Retype the entries in full, exactly.

§ **TASK MATERIAL**
-=-=-=-=-
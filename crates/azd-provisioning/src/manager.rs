use std::collections::HashMap;
use std::path::{Path, PathBuf};
use std::sync::Arc;

use azd_async::TaskEvent;
use azd_azure::{resource_types, DeploymentService, Scope};
use azd_domain::{DestroyOptions, Options, OutputParameter, ProviderKind};
use tracing::{debug, info};

use crate::console::Console;
use crate::error::{ProvisionError, ResultExt};
use crate::prompt::LOCATION_PROMPT;
use crate::provider::{
    DeployPreviewResult, DeployResult, DeploymentPlan, DestroyResult, Provider, ProviderContext, ProvisionTask,
    StateResult,
};
use crate::registry::ProviderRegistry;

const LOCATION_PARAMETER: &str = "location";

/// Stops the spinner when dropped, whatever way the operation ends.
struct SpinnerGuard<'a> {
    console: &'a dyn Console,
}

impl<'a> SpinnerGuard<'a> {
    fn start(console: &'a dyn Console, title: &str) -> Self {
        console.show_spinner(title);
        Self { console }
    }
}

impl Drop for SpinnerGuard<'_> {
    fn drop(&mut self) {
        self.console.stop_spinner();
    }
}

/// Drives the active provider through provision, preview, state and destroy,
/// and keeps the local environment in step with the results.
pub struct Manager {
    registry: Arc<ProviderRegistry>,
    context: ProviderContext,
    deployments: Arc<dyn DeploymentService>,
    project_path: PathBuf,
    options: Options,
    provider: Option<Box<dyn Provider>>,
}

impl Manager {
    pub fn new(
        registry: Arc<ProviderRegistry>,
        context: ProviderContext,
        deployments: Arc<dyn DeploymentService>,
        project_path: impl Into<PathBuf>,
        options: Options,
    ) -> Self {
        Self {
            registry,
            context,
            deployments,
            project_path: project_path.into(),
            options: options.with_defaults(&[]),
            provider: None,
        }
    }

    pub fn project_path(&self) -> &Path {
        &self.project_path
    }

    pub fn options(&self) -> &Options {
        &self.options
    }

    /// Create the configured provider and bind it to the project.
    pub async fn initialize(&mut self) -> Result<(), ProvisionError> {
        let kind = self.options.provider.unwrap_or(ProviderKind::Bicep);
        let mut provider = self
            .registry
            .create(kind)
            .context("initializing infrastructure provider")?;
        debug!(provider = provider.name(), path = %self.project_path.display(), "initializing provider");

        provider
            .initialize(&self.project_path, self.options.clone())
            .await
            .context("initializing infrastructure provider")?;
        self.provider = Some(provider);
        Ok(())
    }

    fn provider(&self) -> Result<&dyn Provider, ProvisionError> {
        self.provider
            .as_deref()
            .ok_or_else(|| ProvisionError::InvalidParameter("provisioning manager is not initialized".into()))
    }

    /// Forward the task's progress into the spinner title and pause the
    /// spinner while the task is prompting.
    async fn run_with_progress<R: Send + 'static>(
        &self,
        title: &str,
        mut task: ProvisionTask<R>,
    ) -> Result<R, ProvisionError> {
        let console = self.context.console.as_ref();
        let _spinner = SpinnerGuard::start(console, title);
        let mut current = title.to_string();

        while let Some(event) = task.next_event().await {
            match event {
                TaskEvent::Progress(progress) => {
                    current = progress.message;
                    if console.is_spinner_running() {
                        console.show_spinner(&current);
                    }
                }
                TaskEvent::Interactive(true) => console.stop_spinner(),
                TaskEvent::Interactive(false) => console.show_spinner(&current),
            }
        }
        task.wait().await
    }

    pub async fn plan(&self) -> Result<DeploymentPlan, ProvisionError> {
        let provider = self.provider()?;
        self.run_with_progress("Planning infrastructure provisioning", provider.plan())
            .await
            .context("planning infrastructure provisioning")
    }

    /// Plan, deploy, then write the deployment outputs to the environment.
    pub async fn provision(&self) -> Result<DeployResult, ProvisionError> {
        let provider = self.provider()?;
        let plan = self.plan().await?;

        let location = if provider.requires_location() {
            self.ensure_location(&plan).await?
        } else {
            self.context.env.read().await.location()
        };
        let scope = {
            let env = self.context.env.read().await;
            Scope::subscription(self.deployments.clone(), env.subscription_id(), location, env.name())
        };

        let result = self
            .run_with_progress("Provisioning Azure resources", provider.deploy(plan, scope))
            .await
            .context("error deploying infrastructure")?;

        self.update_environment(&result.deployment.outputs)
            .await
            .context("updating environment with deployment outputs")?;

        info!(outputs = result.deployment.outputs.len(), "infrastructure provisioned");
        self.context
            .console
            .message("\nSUCCESS: Your Azure resources have been provisioned");
        Ok(result)
    }

    /// Predicted changes, with resource types replaced by their display names
    /// where one is known.
    pub async fn preview(&self) -> Result<DeployPreviewResult, ProvisionError> {
        let provider = self.provider()?;
        let mut result = self
            .run_with_progress("Generating infrastructure preview", provider.preview())
            .await
            .context("error previewing infrastructure")?;

        for change in &mut result.preview.changes {
            if let Some(display) = resource_types::display_name(&change.resource_type) {
                change.resource_type = display.to_string();
            }
        }
        Ok(result)
    }

    pub async fn state(&self) -> Result<StateResult, ProvisionError> {
        let provider = self.provider()?;
        let scope = self.environment_scope().await;
        self.run_with_progress("Retrieving infrastructure state", provider.state(scope))
            .await
            .context("error retrieving state")
    }

    /// Destroy the infrastructure, then drop every invalidated value from the
    /// environment and save it.
    pub async fn destroy(&self, options: DestroyOptions) -> Result<DestroyResult, ProvisionError> {
        let provider = self.provider()?;
        let plan = self.plan().await?;

        let result = self
            .run_with_progress("Deleting Azure resources", provider.destroy(plan.deployment, options))
            .await
            .context("error deleting Azure resources")?;

        {
            let mut env = self.context.env.write().await;
            for key in &result.invalidated_env_keys {
                env.dotenv_delete(key);
            }
            self.context.store.save(&env).await.context("saving environment")?;
        }

        info!(invalidated = result.invalidated_env_keys.len(), "infrastructure destroyed");
        self.context
            .console
            .message("\nSUCCESS: Your Azure resources have been deleted");
        Ok(result)
    }

    /// Write each output into the environment's values and save. Arrays and
    /// objects are stored as compact JSON.
    pub async fn update_environment(
        &self,
        outputs: &HashMap<String, OutputParameter>,
    ) -> Result<(), ProvisionError> {
        if outputs.is_empty() {
            return Ok(());
        }

        let mut env = self.context.env.write().await;
        for (key, output) in outputs {
            env.dotenv_set(key.clone(), output.env_value());
        }
        self.context.store.save(&env).await.context("writing environment")?;
        Ok(())
    }

    /// The deployment location: the template's `location` parameter when it
    /// holds a value, else the environment's, else a prompt. The answer is
    /// not written back anywhere.
    async fn ensure_location(&self, plan: &DeploymentPlan) -> Result<String, ProvisionError> {
        let from_parameter = plan.deployment.parameters.get(LOCATION_PARAMETER).and_then(|param| {
            param
                .value
                .as_ref()
                .or(param.default_value.as_ref())
                .and_then(|v| v.as_str())
                .map(str::trim)
                .filter(|s| !s.is_empty())
                .map(str::to_string)
        });
        if let Some(location) = from_parameter {
            return Ok(location);
        }

        let (subscription_id, location) = {
            let env = self.context.env.read().await;
            (env.subscription_id(), env.location())
        };
        if !location.trim().is_empty() {
            return Ok(location);
        }

        let mut location = String::new();
        while location.trim().is_empty() {
            location = self
                .context
                .prompter
                .prompt_location(&subscription_id, LOCATION_PROMPT)
                .await?;
        }
        Ok(location)
    }

    async fn environment_scope(&self) -> Scope {
        let env = self.context.env.read().await;
        Scope::subscription(self.deployments.clone(), env.subscription_id(), env.location(), env.name())
    }
}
-=-=-=-=-
§ **ANSWER SECTION**
filename crates/azd-provisioning/src/manager.rs
use std::collections::HashMap;
use std::path::{Path, PathBuf};
use std::sync::Arc;

use azd_async::TaskEvent;
use azd_azure::{resource_types, DeploymentService, Scope};
use azd_domain::{DestroyOptions, Options, OutputParameter, ProviderKind};
use tracing::{debug, info};

use crate::console::Console;
use crate::error::{ProvisionError, ResultExt};
use crate::prompt::LOCATION_PROMPT;
use crate::provider::{
    DeployPreviewResult, DeployResult, DeploymentPlan, DestroyResult, Provider, ProviderContext, ProvisionTask,
    StateResult,
};
use crate::registry::ProviderRegistry;

const LOCATION_PARAMETER: &str = "location";

/// Stops the spinner when dropped, whatever way the operation ends.
struct SpinnerGuard<'a> {
    console: &'a dyn Console,
}

impl<'a> SpinnerGuard<'a> {
    fn start(console: &'a dyn Console, title: &str) -> Self {
        console.show_spinner(title);
        Self { console }
    }
}

impl Drop for SpinnerGuard<'_> {
    fn drop(&mut self) {
        self.console.stop_spinner();
    }
}

/// Drives the active provider through provision, preview, state and destroy,
/// and keeps the local environment in step with the results.
pub struct Manager {
    registry: Arc<ProviderRegistry>,
    context: ProviderContext,
    deployments: Arc<dyn DeploymentService>,
    project_path: PathBuf,
    options: Options,
    provider: Option<Box<dyn Provider>>,
}

impl Manager {
    pub fn new(
        registry: Arc<ProviderRegistry>,
        context: ProviderContext,
        deployments: Arc<dyn DeploymentService>,
        project_path: impl Into<PathBuf>,
        options: Options,
    ) -> Self {
        Self {
            registry,
            context,
            deployments,
            project_path: project_path.into(),
            options: options.with_defaults(&[]),
            provider: None,
        }
    }

    pub fn project_path(&self) -> &Path {
        &self.project_path
    }

    pub fn options(&self) -> &Options {
        &self.options
    }

    /// Create the configured provider and bind it to the project.
    pub async fn initialize(&mut self) -> Result<(), ProvisionError> {
        let kind = self.options.provider.unwrap_or(ProviderKind::Bicep);
        let mut provider = self
            .registry
            .create(kind)
            .context("initializing infrastructure provider")?;
        debug!(provider = provider.name(), path = %self.project_path.display(), "initializing provider");

        provider
            .initialize(&self.project_path, self.options.clone())
            .await
            .context("initializing infrastructure provider")?;
        self.provider = Some(provider);
        Ok(())
    }

    fn provider(&self) -> Result<&dyn Provider, ProvisionError> {
        self.provider
            .as_deref()
            .ok_or_else(|| ProvisionError::InvalidParameter("provisioning manager is not initialized".into()))
    }

    /// Forward the task's progress into the spinner title and pause the
    /// spinner while the task is prompting.
    async fn run_with_progress<R: Send + 'static>(
        &self,
        title: &str,
        mut task: ProvisionTask<R>,
    ) -> Result<R, ProvisionError> {
        let console = self.context.console.as_ref();
        let _spinner = SpinnerGuard::start(console, title);
        let mut current = title.to_string();

        while let Some(event) = task.next_event().await {
            match event {
                TaskEvent::Progress(progress) => {
                    current = progress.message;
                    if console.is_spinner_running() {
                        console.show_spinner(&current);
                    }
                }
                TaskEvent::Interactive(true) => console.stop_spinner(),
                TaskEvent::Interactive(false) => console.show_spinner(&current),
            }
        }
        task.wait().await
    }

    pub async fn plan(&self) -> Result<DeploymentPlan, ProvisionError> {
        let provider = self.provider()?;
        self.run_with_progress("Planning infrastructure provisioning", provider.plan())
            .await
            .context("planning infrastructure provisioning")
    }

    /// Plan, deploy, then write the deployment outputs to the environment.
    pub async fn provision(&self) -> Result<DeployResult, ProvisionError> {
        let provider = self.provider()?;
        let plan = self.plan().await?;

        let location = if provider.requires_location() {
            self.ensure_location(&plan).await?
        } else {
            self.context.env.read().await.location()
        };
        let scope = {
            let env = self.context.env.read().await;
            Scope::subscription(self.deployments.clone(), env.subscription_id(), location, env.name())
        };

        let result = self
            .run_with_progress("Provisioning Azure resources", provider.deploy(plan, scope))
            .await
            .context("error deploying infrastructure")?;

        self.update_environment(&result.deployment.outputs)
            .await
            .context("updating environment with deployment outputs")?;

        info!(outputs = result.deployment.outputs.len(), "infrastructure provisioned");
        self.context
            .console
            .message("\nSUCCESS: Your Azure resources have been provisioned");
        Ok(result)
    }

    /// Predicted changes, with resource types replaced by their display names
    /// where one is known.
    pub async fn preview(&self) -> Result<DeployPreviewResult, ProvisionError> {
        let provider = self.provider()?;
        let mut result = self
            .run_with_progress("Generating infrastructure preview", provider.preview())
            .await
            .context("error previewing infrastructure")?;

        for change in &mut result.preview.changes {
            if let Some(display) = resource_types::display_name(&change.resource_type) {
                change.resource_type = display.to_string();
            }
        }
        Ok(result)
    }

    pub async fn state(&self) -> Result<StateResult, ProvisionError> {
        let provider = self.provider()?;
        let scope = self.environment_scope().await;
        self.run_with_progress("Retrieving infrastructure state", provider.state(scope))
            .await
            .context("error retrieving state")
    }

    /// Destroy the infrastructure, then drop every invalidated value from the
    /// environment and save it.
    pub async fn destroy(&self, options: DestroyOptions) -> Result<DestroyResult, ProvisionError> {
        let provider = self.provider()?;
        let plan = self.plan().await?;

        let result = self
            .run_with_progress("Deleting Azure resources", provider.destroy(plan.deployment, options))
            .await
            .context("error deleting Azure resources")?;

        {
            let mut env = self.context.env.write().await;
            for key in &result.invalidated_env_keys {
                env.dotenv_delete(key);
            }
            self.context.store.save(&env).await.context("saving environment")?;
        }

        info!(invalidated = result.invalidated_env_keys.len(), "infrastructure destroyed");
        self.context
            .console
            .message("\nSUCCESS: Your Azure resources have been deleted");
        Ok(result)
    }

    /// Write each output into the environment's values and save. Arrays and
    /// objects are stored as compact JSON.
    pub async fn update_environment(
        &self,
        outputs: &HashMap<String, OutputParameter>,
    ) -> Result<(), ProvisionError> {
        if outputs.is_empty() {
            return Ok(());
        }

        let mut env = self.context.env.write().await;
        for (key, output) in outputs {
            env.dotenv_set(key.clone(), output.env_value());
        }
        self.context.store.save(&env).await.context("writing environment")?;
        Ok(())
    }

    /// The deployment location: the template's `location` parameter when it
    /// holds a value, else the environment's, else a prompt. The answer is
    /// not written back anywhere.
    async fn ensure_location(&self, plan: &DeploymentPlan) -> Result<String, ProvisionError> {
        let from_parameter = plan.deployment.parameters.get(LOCATION_PARAMETER).and_then(|param| {
            param
                .value
                .as_ref()
                .or(param.default_value.as_ref())
                .and_then(|v| v.as_str())
                .map(str::trim)
                .filter(|s| !s.is_empty())
                .map(str::to_string)
        });
        if let Some(location) = from_parameter {
            return Ok(location);
        }

        let (subscription_id, location) = {
            let env = self.context.env.read().await;
            (env.subscription_id(), env.location())
        };
        if !location.trim().is_empty() {
            return Ok(location);
        }

        let mut location = String::new();
        while location.trim().is_empty() {
            location = self
                .context
                .prompter
                .prompt_location(&subscription_id, LOCATION_PROMPT)
                .await?;
        }
        Ok(location)
    }

    async fn environment_scope(&self) -> Scope {
        let env = self.context.env.read().await;
        Scope::subscription(self.deployments.clone(), env.subscription_id(), env.location(), env.name())
    }
}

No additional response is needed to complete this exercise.